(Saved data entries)
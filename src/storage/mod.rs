// Storage module - local persistent store (compressed datasets, chains,
// visualizations, API cache) over one embedded database

pub mod api_cache;
pub mod chains;
pub mod clock;
pub mod collection;
pub mod compression;
pub mod database;
pub mod datasets;
pub mod visualizations;

pub use api_cache::{ApiCache, ApiCacheEntry, ApiCacheStats};
pub use chains::ChainStore;
pub use clock::{Clock, ManualClock, SystemClock};
pub use collection::{Collection, Document, IndexKey, IndexSpec};
pub use compression::{compress, compress_with_stats, compression_ratio, decompress, CompressionStats};
pub use database::{LocalDatabase, DATABASE_NAME, SCHEMA_VERSION};
pub use datasets::{DatasetMetadata, DatasetStore, StoredDataset};
pub use visualizations::{Visualization, VisualizationStore};

use std::path::Path;
use std::sync::{Arc, Mutex, MutexGuard};
use chrono::{DateTime, Utc};
use crate::types::InsightError;

/// Handle to the local store, constructed once and passed to consumers.
///
/// Cloning is cheap; every clone and every store view shares the same database.
#[derive(Debug, Clone)]
pub struct LocalStore {
    db: Arc<Mutex<LocalDatabase>>,
    clock: Arc<dyn Clock>,
}

impl LocalStore {
    pub fn open<P: AsRef<Path>>(root: P) -> Result<Self, InsightError> {
        Self::open_with_clock(root, Arc::new(SystemClock))
    }

    pub fn open_with_clock<P: AsRef<Path>>(root: P, clock: Arc<dyn Clock>) -> Result<Self, InsightError> {
        let db = LocalDatabase::open(root)?;
        Ok(Self { db: Arc::new(Mutex::new(db)), clock })
    }

    #[must_use]
    pub fn datasets(&self) -> DatasetStore {
        DatasetStore::new(self.clone())
    }

    #[must_use]
    pub fn chains(&self) -> ChainStore {
        ChainStore::new(self.clone())
    }

    #[must_use]
    pub fn visualizations(&self) -> VisualizationStore {
        VisualizationStore::new(self.clone())
    }

    #[must_use]
    pub fn api_cache(&self) -> ApiCache {
        ApiCache::new(self.clone())
    }

    pub(crate) fn now(&self) -> DateTime<Utc> {
        self.clock.now()
    }

    pub(crate) fn lock(&self) -> Result<MutexGuard<'_, LocalDatabase>, InsightError> {
        self.db
            .lock()
            .map_err(|e| InsightError::StoreUnavailable(format!("database lock poisoned: {e}")))
    }
}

_WHAT TO WORK ON_
Lines in the data that hold "collection" must be located and copied.

_EXPECTED ANSWER_
pub mod collection;
pub use collection::{Collection, Document, IndexKey, IndexSpec};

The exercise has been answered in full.